For agents and other autonomous workloads, best practice is evolving toward workload identity plus intent-aware authorization, using cryptographic proof of what the workload is and real-time policy decisions about what it is trying to do. That is consistent with NIST CSF monitoring goals and with emerging agentic guidance such as SPIFFE-style workload identity models and policy-as-code enforcement. These controls tend to break down when identities are created outside centralized pipelines because unmanaged creation destroys the evidence needed for ownership, correlation, and revocation.
Why Edge Cases Make the Problem Worse
Tighter control often increases operational overhead, requiring organisations to balance visibility gains against deployment speed and platform diversity. That tradeoff becomes sharper in environments with short-lived containers, serverless functions, vendor-managed integrations, or agentic AI systems that chain tools on the fly.

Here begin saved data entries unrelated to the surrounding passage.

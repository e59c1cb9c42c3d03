//! Profile snapshot and the derived structures it carries.

use serde::{Deserialize, Serialize};
use smallvec::SmallVec;
use super::{SituationalContext, TraitId, TraitStrength};

/// Upper bound on the number of traits in one latent cluster.
pub const MAX_LATENT_COMPONENTS: usize = 10;

/// Two traits observed together, with P(`trait_2` | `trait_1`).
#[derive(Debug, Clone, PartialEq, Serialize, Deserialize)]
pub struct CoActivationPattern {
    pub trait_1: TraitId,
    pub trait_2: TraitId,
    pub count: u32,
    pub probability: f64,
}

/// An emergent cluster of co-activating traits.
///
/// Recomputed on every analysis pass; the id only distinguishes clusters
/// within one profile.
#[derive(Debug, Clone, PartialEq, Serialize, Deserialize)]
pub struct LatentTrait {
    pub id: String,
    pub components: SmallVec<[TraitId; MAX_LATENT_COMPONENTS]>,
    /// Mean total strength of the component traits.
    pub strength: f64,
    /// Mean conditional co-activation probability inside the cluster.
    pub cohesion: f64,
}

impl LatentTrait {
    pub fn len(&self) -> usize {
        self.components.len()
    }

    pub fn is_empty(&self) -> bool {
        self.components.is_empty()
    }

    pub fn contains(&self, trait_id: &str) -> bool {
        self.components.iter().any(|c| c.as_str() == trait_id)
    }
}

/// Traits ranked within one situational context.
#[derive(Debug, Clone, PartialEq, Serialize, Deserialize)]
pub struct ContextualTraits {
    pub context: SituationalContext,
    pub traits: Vec<TraitStrength>,
}

/// Immutable snapshot of a completed session's trait structure.
#[derive(Debug, Clone, PartialEq, Serialize, Deserialize)]
pub struct Profile {
    /// Top traits by total strength.
    pub dominant_traits: Vec<TraitStrength>,
    /// Every activated trait, strongest first.
    pub all_traits: Vec<TraitStrength>,
    /// Top traits per single context tag (tags with no data are omitted).
    pub contextual_dominant: Vec<ContextualTraits>,
    /// Every trait per single context tag, strongest first.
    pub contextual_all: Vec<ContextualTraits>,
    pub co_activation_patterns: Vec<CoActivationPattern>,
    pub trait_diversity: usize,
    pub context_variance: f64,
    pub contradiction_tolerance: f64,
    pub tension: f64,
    pub latent_traits: Vec<LatentTrait>,
    /// Number of `record` calls that fed this profile.
    pub response_count: usize,
}

impl Profile {
    /// Global total strength of a trait (0 if never activated).
    pub fn strength(&self, trait_id: &str) -> f64 {
        self.all_traits
            .iter()
            .find(|t| t.trait_id.as_str() == trait_id)
            .map_or(0.0, |t| t.strength)
    }

    /// Strength of a trait over activations carrying the single tag `context`.
    ///
    /// Only single tags have per-tag lists. A combined or empty context
    /// returns 0; per-tag sums cannot be added without double-counting
    /// activations that carry several of the tags.
    pub fn contextual_strength(&self, trait_id: &str, context: SituationalContext) -> f64 {
        self.contextual_all
            .iter()
            .find(|c| c.context == context)
            .and_then(|c| c.traits.iter().find(|t| t.trait_id.as_str() == trait_id))
            .map_or(0.0, |t| t.strength)
    }

    /// The dominant traits for a single context tag.
    pub fn dominant_in(&self, context: SituationalContext) -> &[TraitStrength] {
        self.contextual_dominant
            .iter()
            .find(|c| c.context == context)
            .map_or(&[], |c| c.traits.as_slice())
    }

    pub fn is_empty(&self) -> bool {
        self.response_count == 0
    }
}

// ============================================================================
// Tests
// ============================================================================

Current guidance suggests that static approval models do not scale well when the workload is autonomous or goal-driven. An AI agent may request storage access, then call an internal API, then trigger another tool without a human in the loop. In those cases, visibility is not just about inventory. It is about understanding intent, context, and runtime policy decisions. The JetBrains GitHub plugin token exposure and Azure Key Vault privilege escalation exposure examples show how quickly hidden credentials can become high-impact attack paths once they are embedded in tooling and cloud permissions.
There is no universal standard for this yet, but most practical programs now combine lifecycle discovery, short-lived secrets, workload identity, and PAM controls for the highest-risk paths. In agentic environments, that also means validating access at request time, not relying only on static RBAC definitions. The hardest cases are multi-cloud estates with delegated admin, because identity ownership, logs, and privilege paths are split across teams and platforms, making a complete picture slow to assemble and easy to lose.
Standards & Framework Alignment
This section maps relevant standards and security frameworks to the operational risks and controls described in this guidance.
OWASP Non-Human Identity Top 10 and CSA MAESTRO address the attack and risk surface, while NIST CSF 2.0 set the governance and control requirements practitioners need to meet.
| Framework | Control / Reference | Relevance |
|---|---|---|
| OWASP Non-Human Identity Top 10 | NHI-02 | Identity discovery and ownership are core to reducing hidden NHI sprawl. |
| NIST CSF 2.0 | PR.AC-4 | Least-privilege access is essential when hidden NHIs become hard to review. |
| CSA MAESTRO | MAESTRO-2 | Autonomous workloads need runtime controls, not only static identity records. |
Inventory all NHIs, assign owners, and remove accounts that lack a clear business purpose.